Compression-based Privacy Preservation for Distributed Nash Equilibrium Seeking in Aggregative Games
Wei Huo, Xiaomeng Chen, Kemi Ding, Subhrakanti Dey, Ling Shi
TL;DR
This work addresses privacy and communication efficiency in distributed aggregative games by introducing CP-DNES, a DP-enabled DNES algorithm that leverages stochastic compression to hide information and reduce transmissions while still converging to the Nash equilibrium in mean square. By designing diminishing step sizes and employing a random quantization compressor, CP-DNES achieves $(0,\delta)$-DP with provable convergence despite non-vanishing compression errors. The authors establish theoretical results on convergence rates and DP levels, and validate them with energy-management simulations that demonstrate substantial communication savings.
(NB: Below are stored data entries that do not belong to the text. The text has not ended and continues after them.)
//! External-identity provider arguments.

use clap::{Arg, Command};

pub const ARG_GITHUB_CLIENT_ID: &str = "github-client-id";
pub const ARG_GITHUB_CLIENT_SECRET: &str = "github-client-secret";

#[must_use]
pub fn with_args(command: Command) -> Command {
    command
        .arg(
            Arg::new(ARG_GITHUB_CLIENT_ID)
                .long(ARG_GITHUB_CLIENT_ID)
                .help("GitHub OAuth app client id; GitHub login is disabled without one")
                .env("VESTI_GITHUB_CLIENT_ID"),
        )
        .arg(
            Arg::new(ARG_GITHUB_CLIENT_SECRET)
                .long(ARG_GITHUB_CLIENT_SECRET)
                .help("GitHub OAuth app client secret")
                .env("VESTI_GITHUB_CLIENT_SECRET"),
        )
}

#[derive(Debug)]
pub struct Options {
    pub github_client_id: Option<String>,
    pub github_client_secret: Option<String>,
}

impl Options {
    #[must_use]
    pub fn parse(matches: &clap::ArgMatches) -> Self {
        Self {
            github_client_id: matches.get_one::<String>(ARG_GITHUB_CLIENT_ID).cloned(),
            github_client_secret: matches.get_one::<String>(ARG_GITHUB_CLIENT_SECRET).cloned(),
        }
    }
}
pub mod server;

/// Action to execute after CLI parsing.
#[derive(Debug)]
pub enum Action {
    Server(server::Args),
}
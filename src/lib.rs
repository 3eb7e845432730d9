//! # Vesti (Skin-Server Account Engine)
//!
//! `vesti` is the account and authentication backend of a self-hosted game
//! skin server: registration, session login, password recovery, external
//! (OAuth) identities, and stateless API bearer tokens, together with the
//! abuse-prevention layer (failed-login throttle, captcha escalation, mail
//! cooldown) and a synchronous event pipeline external code can subscribe to.
//!
//! ## Abuse prevention
//!
//! Failed logins are counted per client address in a TTL cache; at the
//! configured threshold a captcha is demanded before the credential is even
//! checked, and a successful login clears the counter entirely. Recovery mail
//! is limited to one send per address per cooldown window, reserved
//! atomically so concurrent requests cannot double-send.
//!
//! ## Signed references
//!
//! Recovery links, verification links, and API bearer tokens all use one
//! HS256 signed-reference primitive binding an account id to an intended
//! action and an absolute expiry (zero clock-skew tolerance).
//!
//! ## Events
//!
//! Workflows announce each transition (`login.attempt`, `login.succeeded`,
//! `registration.completed`, ...) on an explicit dispatcher. Subscribers run
//! synchronously in registration order and are advisory: they observe, they
//! cannot veto.

pub mod account;
pub mod api;
pub mod auth;
pub mod cache;
pub mod cli;
pub mod mail;

#[allow(clippy::doc_markdown, clippy::needless_raw_string_hashes)]
pub mod built_info {
    include!(concat!(env!("OUT_DIR"), "/built.rs"));
}

pub const GIT_COMMIT_HASH: &str = match built_info::GIT_COMMIT_HASH {
    Some(hash) => hash,
    None => "unknown",
};

pub const APP_USER_AGENT: &str = concat!(env!("CARGO_PKG_NAME"), "/", env!("CARGO_PKG_VERSION"),);
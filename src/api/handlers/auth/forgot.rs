//! Password recovery endpoints: request phase and completion phase.

use axum::{
    extract::{Extension, Path, Query},
    http::{HeaderMap, StatusCode},
    response::IntoResponse,
    Json,
};
use std::sync::Arc;

use crate::auth::{forgot, AuthError, AuthState};

use super::types::{Envelope, ForgotRequest, ResetRequest, SignedQuery};
use super::utils::{client_address, fallback_error_response, guest_session_key};

#[utoipa::path(
    post,
    path = "/auth/forgot",
    request_body = ForgotRequest,
    responses(
        (status = 200, description = "Recovery outcome envelope", body = Envelope),
        (status = 422, description = "Validation error"),
    ),
    tag = "auth"
)]
pub async fn handle_forgot(
    headers: HeaderMap,
    auth_state: Extension<Arc<AuthState>>,
    payload: Option<Json<ForgotRequest>>,
) -> impl IntoResponse {
    let request: ForgotRequest = match payload {
        Some(Json(payload)) => payload,
        None => return (StatusCode::BAD_REQUEST, "Missing payload".to_string()).into_response(),
    };

    let address = client_address(&headers);
    let session_key = guest_session_key(&headers);
    let form = forgot::ForgotForm {
        email: request.email,
        captcha: request.captcha,
    };

    match forgot::handle_forgot(&auth_state, &form, &address, &session_key).await {
        Ok(()) => (
            StatusCode::OK,
            Json(Envelope::new(0, "A recovery email is on its way.")),
        )
            .into_response(),
        Err(AuthError::Closed(message)) => {
            (StatusCode::OK, Json(Envelope::new(1, message))).into_response()
        }
        Err(AuthError::UnknownUser) => (
            StatusCode::OK,
            Json(Envelope::new(1, "This email address is not registered.")),
        )
            .into_response(),
        Err(AuthError::RateLimited(message)) => {
            (StatusCode::OK, Json(Envelope::new(2, message))).into_response()
        }
        Err(err @ AuthError::Transport(_)) => {
            (StatusCode::OK, Json(Envelope::new(2, err.to_string()))).into_response()
        }
        Err(err) => fallback_error_response(&err),
    }
}

#[utoipa::path(
    post,
    path = "/auth/reset/{uid}",
    request_body = ResetRequest,
    params(
        ("uid" = i64, Path, description = "Account id the signed reference is bound to"),
        ("token" = String, Query, description = "Signed recovery reference"),
    ),
    responses(
        (status = 200, description = "Password updated", body = Envelope),
        (status = 403, description = "Invalid or expired reference"),
        (status = 422, description = "Validation error"),
    ),
    tag = "auth"
)]
pub async fn handle_reset(
    Path(uid): Path<i64>,
    query: Query<SignedQuery>,
    auth_state: Extension<Arc<AuthState>>,
    payload: Option<Json<ResetRequest>>,
) -> impl IntoResponse {
    let request: ResetRequest = match payload {
        Some(Json(payload)) => payload,
        None => return (StatusCode::BAD_REQUEST, "Missing payload".to_string()).into_response(),
    };

    match forgot::handle_reset(&auth_state, uid, &query.token, &request.password).await {
        Ok(()) => (
            StatusCode::OK,
            Json(Envelope::new(0, "Your password has been reset.")),
        )
            .into_response(),
        Err(err @ AuthError::Capability) => {
            (StatusCode::FORBIDDEN, err.to_string()).into_response()
        }
        Err(err) => fallback_error_response(&err),
    }
}
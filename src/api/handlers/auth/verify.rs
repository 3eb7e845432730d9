//! Email-verification completion endpoint.

use axum::{
    extract::{Extension, Path, Query},
    http::StatusCode,
    response::IntoResponse,
    Json,
};
use std::sync::Arc;

use crate::auth::{forgot, AuthError, AuthState};

use super::types::{Envelope, SignedQuery};
use super::utils::fallback_error_response;

#[utoipa::path(
    get,
    path = "/auth/verify/{uid}",
    params(
        ("uid" = i64, Path, description = "Account id the signed reference is bound to"),
        ("token" = String, Query, description = "Signed verification reference"),
    ),
    responses(
        (status = 200, description = "Account verified", body = Envelope),
        (status = 403, description = "Invalid, expired, or already-used reference"),
    ),
    tag = "auth"
)]
pub async fn handle_verify(
    Path(uid): Path<i64>,
    query: Query<SignedQuery>,
    auth_state: Extension<Arc<AuthState>>,
) -> impl IntoResponse {
    match forgot::handle_verify(&auth_state, uid, &query.token).await {
        Ok(_user) => (
            StatusCode::OK,
            Json(Envelope::new(0, "Your account has been verified.")),
        )
            .into_response(),
        Err(AuthError::Closed(message)) => {
            (StatusCode::OK, Json(Envelope::new(1, message))).into_response()
        }
        Err(err @ AuthError::Capability) => {
            (StatusCode::FORBIDDEN, err.to_string()).into_response()
        }
        Err(err) => fallback_error_response(&err),
    }
}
The approach offers a practical pathway to privacy-preserving distributed optimization in networked multi-agent systems, with potential extensions to adaptive compression and stochastic event-triggered schemes.
Abstract
This paper explores distributed aggregative games in multi-agent systems. Current methods for finding distributed Nash equilibrium require players to send original messages to their neighbors, leading to communication burden and privacy issues. To jointly address these issues, we propose an algorithm that uses stochastic compression to save communication resources and conceal information through random errors induced by compression. Our theoretical analysis shows that the algorithm guarantees convergence accuracy, even with aggressive compression errors used to protect privacy. We prove that the algorithm achieves differential privacy through a stochastic quantization scheme. Simulation results for energy consumption games support the effectiveness of our approach.